Why Making Things is Good for You

two hands holding needle knitting blue wool
by Barry Winbolt

Making things is good for your well-being. Doing something which brings tangible results makes you feel better. Most work these days doesn’t do the same.

Throughout my life, I’ve noticed that whenever I have been in crisis I have turned to making or doing something where I could see a tangible result. It might have been home decoration, chopping firewood, or building something, but it always involved toil and product.

Making things is good for the soul. (If ‘soul’ is a turn-off for you and you want something more tangible, how about ‘sense of self’ or ‘identity’?)

Work is increasingly about using the mind and activities that don’t engage us physically. When we do manual work it is often automated and with little of what can be called craftsmanship (this is a gender-neutral expression to convey a set of skills or talent for making things). There’s skill involved in both, but it’s hard to derive personal pride or any real sense of achievement from sitting in an office or standing in a shop.

Results you can feel

Making things brings unique benefits. While there’s no doubting the sense of achievement of closing a sale (been there), or completing a written project (done that), or crunching a pile of numbers into meaningful information (and that too), work that involves the body as well as the mind is more fulfilling and satisfying.
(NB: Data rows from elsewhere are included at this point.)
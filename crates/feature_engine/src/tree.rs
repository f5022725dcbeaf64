//! Arena-backed feature trees.
//!
//! Nodes live in a `Slab`; links are indices, so a loop back-edge is a plain
//! index and never an owning cycle. Signal and data trees built from the same
//! feature list share indices.

use std::collections::HashSet;

use slab::Slab;

use crate::node::{NodeId, TreeNode};

/// Feature tree over signal or data nodes
#[derive(Debug)]
pub struct Tree<N> {
    nodes: Slab<N>,
    root: Option<NodeId>,
}

impl<N> Default for Tree<N> {
    fn default() -> Self {
        Self {
            nodes: Slab::new(),
            root: None,
        }
    }
}

impl<N: TreeNode> Tree<N> {
    pub(crate) fn from_parts(nodes: Slab<N>, root: Option<NodeId>) -> Self {
        Self { nodes, root }
    }

    pub fn root(&self) -> Option<NodeId> {
        self.root
    }

    pub fn len(&self) -> usize {
        self.nodes.len()
    }

    pub fn is_empty(&self) -> bool {
        self.nodes.is_empty()
    }

    pub fn get(&self, id: NodeId) -> Option<&N> {
        self.nodes.get(id)
    }

    pub fn get_mut(&mut self, id: NodeId) -> Option<&mut N> {
        self.nodes.get_mut(id)
    }

    /// Node ids in build order
    pub fn ids(&self) -> Vec<NodeId> {
        self.nodes.iter().map(|(id, _)| id).collect()
    }

    pub fn iter(&self) -> impl Iterator<Item = (NodeId, &N)> {
        self.nodes.iter()
    }

    pub(crate) fn iter_mut(&mut self) -> impl Iterator<Item = (NodeId, &mut N)> {
        self.nodes.iter_mut()
    }

    /// Node names in pre-order (sibling chains, loop bodies, branch arms)
    pub fn names(&self) -> Vec<&str> {
        let mut names = Vec::with_capacity(self.nodes.len());
        let mut seen = HashSet::new();
        let mut stack: Vec<NodeId> = self.root.into_iter().collect();

        while let Some(id) = stack.pop() {
            if !seen.insert(id) {
                continue;
            }
            let Some(node) = self.nodes.get(id) else {
                continue;
            };
            names.push(node.info().name.as_str());
            let links = node.info().links;
            for next in [links.sibling, links.alt, links.child].into_iter().flatten() {
                stack.push(next);
            }
        }
        names
    }
}

/// Same shape and the same node name at every position.
///
/// Walks both trees in lockstep and tolerates loop back-edges.
pub fn is_isomorphic<A: TreeNode, B: TreeNode>(left: &Tree<A>, right: &Tree<B>) -> bool {
    if left.len() != right.len() {
        return false;
    }

    let mut seen = HashSet::new();
    let mut stack = vec![(left.root, right.root)];

    while let Some(pair) = stack.pop() {
        let (a, b) = match pair {
            (None, None) => continue,
            (Some(a), Some(b)) => (a, b),
            _ => return false,
        };
        if !seen.insert((a, b)) {
            continue;
        }
        let (Some(na), Some(nb)) = (left.get(a), right.get(b)) else {
            return false;
        };
        let (ia, ib) = (na.info(), nb.info());
        if ia.name != ib.name || ia.role != ib.role {
            return false;
        }
        stack.push((ia.links.sibling, ib.links.sibling));
        stack.push((ia.links.child, ib.links.child));
        stack.push((ia.links.alt, ib.links.alt));
    }
    true
}
//! Acquisition runner: one signal thread, one data thread.
//!
//! The signal thread runs one tick of the signal tree per camera frame, snaps
//! the frame, then resolves any pending response. The data thread polls the
//! camera and feeds each delivered frame through the data tree. Both threads
//! share an [`AcquisitionControl`]; the first failure on either side stops the
//! other, and cleanup runs once both have joined.

use std::sync::{Arc, Mutex, MutexGuard, PoisonError};
use std::thread::{self, JoinHandle};
use std::time::{Duration, Instant};

use contracts::{AcquisitionConfig, Microscope, Value};
use feature_engine::{
    load_features, AcquisitionControl, CleanupScope, DataContainer, FeatureContext, FeatureElement,
    SignalContainer, Tree, TreeNode,
};
use observability::{metrics, AcquisitionMetricsAggregator};
use tracing::{debug, error, info, instrument, trace, warn};

use crate::{AcquisitionError, AcquisitionReport};

/// First failure of an acquisition; later failures are only logged
#[derive(Debug, Clone, Default)]
struct FailureSlot {
    inner: Arc<Mutex<Option<AcquisitionError>>>,
}

impl FailureSlot {
    fn lock(&self) -> MutexGuard<'_, Option<AcquisitionError>> {
        self.inner.lock().unwrap_or_else(PoisonError::into_inner)
    }

    fn record(&self, control: &AcquisitionControl, failure: AcquisitionError) {
        {
            let mut slot = self.lock();
            if slot.is_none() {
                error!(error = %failure, "acquisition aborted");
                *slot = Some(failure);
            } else {
                debug!(error = %failure, "secondary failure ignored");
            }
        }
        control.request_stop();
    }

    fn take(&self) -> Option<AcquisitionError> {
        self.lock().take()
    }
}

/// Requests stop if the owning thread unwinds
struct StopOnPanic<'a>(&'a AcquisitionControl);

impl Drop for StopOnPanic<'_> {
    fn drop(&mut self) {
        if thread::panicking() {
            self.0.request_stop();
        }
    }
}

struct SignalOutcome {
    container: SignalContainer,
    frames_triggered: u64,
    cycles: u32,
    metrics: AcquisitionMetricsAggregator,
}

struct DataOutcome {
    container: DataContainer,
    frames_received: u64,
    frames_processed: u64,
    frames_skipped: u64,
    cycles: u32,
    metrics: AcquisitionMetricsAggregator,
}

/// Acquisition against one microscope
pub struct Acquisition {
    microscope: Arc<dyn Microscope>,
    config: AcquisitionConfig,
    experiment: Value,
}

impl Acquisition {
    pub fn new(microscope: Arc<dyn Microscope>, config: AcquisitionConfig) -> Self {
        Self {
            microscope,
            config,
            experiment: Value::Object(Default::default()),
        }
    }

    /// Parameters features resolve dotted-path arguments against
    pub fn with_experiment(mut self, experiment: Value) -> Self {
        self.experiment = experiment;
        self
    }

    pub fn config(&self) -> &AcquisitionConfig {
        &self.config
    }

    /// Build the trees, prepare the microscope and start both threads
    #[instrument(level = "debug", name = "acquisition_start", skip_all)]
    pub fn start(&self, features: &[FeatureElement]) -> Result<AcquisitionHandle, AcquisitionError> {
        let control = AcquisitionControl::new();
        let ctx = FeatureContext::new(self.microscope.clone(), control.clone())
            .with_experiment(self.experiment.clone());
        let (signal, data) = load_features(&ctx, features)?;
        self.microscope.prepare()?;

        info!(
            microscope = self.microscope.name(),
            nodes = signal.tree().len(),
            mode = ?self.config.mode,
            "acquisition starting"
        );

        let failure = FailureSlot::default();
        let started = Instant::now();

        let data_thread = {
            let microscope = self.microscope.clone();
            let control = control.clone();
            let config = self.config.clone();
            let failure = failure.clone();
            spawn("data", move || data_loop(data, microscope, control, config, failure))?
        };

        let signal_thread = {
            let microscope = self.microscope.clone();
            let control = control.clone();
            let config = self.config.clone();
            let failure = failure.clone();
            spawn("signal", move || signal_loop(signal, microscope, control, config, failure))
        };
        let signal_thread = match signal_thread {
            Ok(handle) => handle,
            Err(err) => {
                control.request_stop();
                if data_thread.join().is_err() {
                    warn!("data thread panicked during aborted start");
                }
                return Err(err);
            }
        };

        Ok(AcquisitionHandle {
            control,
            microscope: self.microscope.clone(),
            failure,
            started,
            signal: Some(signal_thread),
            data: Some(data_thread),
        })
    }

    /// Start and block until the acquisition finishes
    pub fn run(&self, features: &[FeatureElement]) -> Result<AcquisitionReport, AcquisitionError> {
        self.start(features)?.join()
    }
}

fn spawn<T, F>(name: &'static str, body: F) -> Result<JoinHandle<T>, AcquisitionError>
where
    T: Send + 'static,
    F: FnOnce() -> T + Send + 'static,
{
    thread::Builder::new()
        .name(format!("acquisition-{name}"))
        .spawn(body)
        .map_err(|source| AcquisitionError::Spawn {
            thread: name,
            source,
        })
}

/// Handle to a running acquisition
pub struct AcquisitionHandle {
    control: AcquisitionControl,
    microscope: Arc<dyn Microscope>,
    failure: FailureSlot,
    started: Instant,
    signal: Option<JoinHandle<SignalOutcome>>,
    data: Option<JoinHandle<DataOutcome>>,
}

impl AcquisitionHandle {
    /// Ask both threads to stop; `join` still has to be called
    pub fn stop(&self) {
        info!("stop requested");
        self.control.request_stop();
    }

    pub fn control(&self) -> &AcquisitionControl {
        &self.control
    }

    pub fn is_finished(&self) -> bool {
        [
            self.signal.as_ref().map(JoinHandle::is_finished),
            self.data.as_ref().map(JoinHandle::is_finished),
        ]
        .into_iter()
        .all(|finished| finished.unwrap_or(true))
    }

    /// Wait for both threads, run cleanup on both trees and end the acquisition
    pub fn join(mut self) -> Result<AcquisitionReport, AcquisitionError> {
        let signal = self.signal.take().map(JoinHandle::join);
        let data = self.data.take().map(JoinHandle::join);

        let mut report = AcquisitionReport::default();
        let mut aggregator = AcquisitionMetricsAggregator::new();

        match signal {
            Some(Ok(mut outcome)) => {
                let cleaned = outcome.container.cleanup(CleanupScope::All);
                debug!(cleaned, "signal tree cleaned up");
                collect_node_runs(&mut aggregator, "signal", outcome.container.tree());
                aggregator.merge(&outcome.metrics);
                report.frames_triggered = outcome.frames_triggered;
                report.signal_cycles = outcome.cycles;
            }
            Some(Err(_)) => self
                .failure
                .record(&self.control, AcquisitionError::ThreadPanicked { thread: "signal" }),
            None => {}
        }

        match data {
            Some(Ok(mut outcome)) => {
                let cleaned = outcome.container.cleanup(CleanupScope::All);
                debug!(cleaned, "data tree cleaned up");
                collect_node_runs(&mut aggregator, "data", outcome.container.tree());
                aggregator.merge(&outcome.metrics);
                report.frames_received = outcome.frames_received;
                report.frames_processed = outcome.frames_processed;
                report.frames_skipped = outcome.frames_skipped;
                report.data_cycles = outcome.cycles;
            }
            Some(Err(_)) => self
                .failure
                .record(&self.control, AcquisitionError::ThreadPanicked { thread: "data" }),
            None => {}
        }

        if let Err(err) = self.microscope.end_acquisition() {
            self.failure.record(&self.control, err.into());
        }

        report.duration = self.started.elapsed();
        report.stopped = self.control.is_stopped();
        report.metrics = aggregator;

        if let Some(err) = self.failure.take() {
            metrics::record_acquisition_finished("failed", report.duration);
            return Err(err);
        }

        metrics::record_acquisition_finished(report.outcome(), report.duration);
        info!(
            outcome = report.outcome(),
            frames = report.frames_processed,
            skipped = report.frames_skipped,
            duration_ms = report.duration.as_millis() as u64,
            "acquisition finished"
        );
        Ok(report)
    }
}

impl Drop for AcquisitionHandle {
    fn drop(&mut self) {
        if self.signal.is_none() && self.data.is_none() {
            return;
        }
        self.control.request_stop();
        let signal = self.signal.take().map(|handle| handle.join().is_ok());
        let data = self.data.take().map(|handle| handle.join().is_ok());
        if signal == Some(false) || data == Some(false) {
            warn!("acquisition thread panicked while dropping handle");
        }
    }
}

fn collect_node_runs<N: TreeNode>(aggregator: &mut AcquisitionMetricsAggregator, side: &str, tree: &Tree<N>) {
    for (_, node) in tree.iter() {
        let runs = node.runs();
        if runs > 0 {
            aggregator.record_node(&format!("{side}/{}", node.info().name), runs);
        }
    }
}

fn signal_loop(
    mut signal: SignalContainer,
    microscope: Arc<dyn Microscope>,
    control: AcquisitionControl,
    config: AcquisitionConfig,
    failure: FailureSlot,
) -> SignalOutcome {
    let _guard = StopOnPanic(&control);
    let max_cycles = config.max_cycles();
    let pause_timeout = Duration::from_millis(config.pause_ack_timeout_ms);
    let mut aggregator = AcquisitionMetricsAggregator::new();
    let mut frames_triggered = 0;
    let mut cycles = 0;

    if signal.tree().is_empty() {
        warn!("empty feature list, signal thread idle");
    }

    while !control.is_stopped() && !signal.tree().is_empty() {
        if signal.is_ended() {
            if signal.is_closed() {
                break;
            }
            cycles += 1;
            if max_cycles.is_some_and(|max| cycles >= max) {
                break;
            }
            debug!(cycle = cycles, "signal pass complete, rewinding");
            signal.reset();
            continue;
        }

        let tick_started = Instant::now();
        let paused = config.pause_data_on_device_nodes
            && signal.next_is_device_related()
            && control.pause_data_thread(pause_timeout);
        let result = signal.run();
        if paused {
            control.resume_data_thread();
        }

        let executed = match result {
            Ok(executed) => executed,
            Err(err) => {
                failure.record(&control, err.into());
                break;
            }
        };
        if executed == 0 {
            continue;
        }
        if control.is_stopped() {
            break;
        }

        let frame_id = control.frame_id();
        if let Err(err) = microscope.snap(frame_id) {
            failure.record(&control, err.into());
            break;
        }
        frames_triggered += 1;

        if let Err(err) = signal.run_response() {
            if !err.is_cancellation() {
                failure.record(&control, err.into());
            }
            break;
        }

        control.advance_frame();
        aggregator.record_tick(tick_started.elapsed());
        trace!(frame_id, executed, "signal tick complete");
    }

    debug!(frames_triggered, cycles, "signal thread exiting");
    SignalOutcome {
        container: signal,
        frames_triggered,
        cycles,
        metrics: aggregator,
    }
}

/// Rewind a finished data tree for the next pass; `false` when the data side is done
fn next_pass(
    data: &mut DataContainer,
    control: &AcquisitionControl,
    cycles: &mut u32,
    max_cycles: Option<u32>,
) -> bool {
    if control.is_stopped() {
        return false;
    }
    if !data.is_ended() {
        return true;
    }
    if data.is_closed() {
        return false;
    }
    *cycles += 1;
    if max_cycles.is_some_and(|max| *cycles >= max) {
        return false;
    }
    debug!(cycle = *cycles, "data pass complete, rewinding");
    data.reset();
    true
}

fn data_loop(
    mut data: DataContainer,
    microscope: Arc<dyn Microscope>,
    control: AcquisitionControl,
    config: AcquisitionConfig,
    failure: FailureSlot,
) -> DataOutcome {
    let _guard = StopOnPanic(&control);
    let max_cycles = config.max_cycles();
    let frame_wait = Duration::from_millis(config.frame_wait_ms);
    let mut waits_left = config.camera_wait_iterations;
    let mut aggregator = AcquisitionMetricsAggregator::new();
    let mut frames_received = 0;
    let mut frames_processed = 0;
    let mut frames_skipped = 0;
    let mut cycles = 0;

    'acquire: while !data.tree().is_empty() && next_pass(&mut data, &control, &mut cycles, max_cycles) {
        control.data_gate().checkpoint(control.stop_signal());

        let frames = microscope.get_new_frame(frame_wait);
        if frames.is_empty() {
            if control.is_stopped() {
                break;
            }
            waits_left = waits_left.saturating_sub(1);
            if waits_left == 0 {
                metrics::record_camera_timeout();
                failure.record(
                    &control,
                    AcquisitionError::CameraTimeout {
                        iterations: config.camera_wait_iterations,
                        wait_ms: config.frame_wait_ms,
                    },
                );
                break;
            }
            trace!(waits_left, "no frame yet");
            continue;
        }

        waits_left = config.camera_wait_iterations;
        metrics::record_frames_received(&frames);
        frames_received += frames.len() as u64;

        for frame_id in frames {
            if frame_id < control.frame_floor() {
                trace!(frame_id, floor = control.frame_floor(), "frame skipped");
                frames_skipped += 1;
                aggregator.record_skipped(1);
                metrics::record_frames_skipped(1);
                continue;
            }
            if !next_pass(&mut data, &control, &mut cycles, max_cycles) {
                break 'acquire;
            }

            let step_started = Instant::now();
            if let Err(err) = data.run(&[frame_id]) {
                if !err.is_cancellation() {
                    failure.record(&control, err.into());
                }
                break 'acquire;
            }
            frames_processed += 1;
            aggregator.record_step(step_started.elapsed());
        }
    }

    control.data_gate().close();
    debug!(frames_received, frames_processed, frames_skipped, cycles, "data thread exiting");
    DataOutcome {
        container: data,
        frames_received,
        frames_processed,
        frames_skipped,
        cycles,
        metrics: aggregator,
    }
}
I don’t mean to devalue number-crunching, writing, or providing important services. They are all important, but they are not enough. We’ve evolved to forge a path through life and in so doing shape our identity through the tangible and visible results of our efforts.

At one time, ‘work’ almost always involved doing or making things. We’d be able to see the results of our efforts. With luck, we’d also have derived benefit from the care, attention, and skill we’d employed.

When in doubt, make something. It’s great therapy.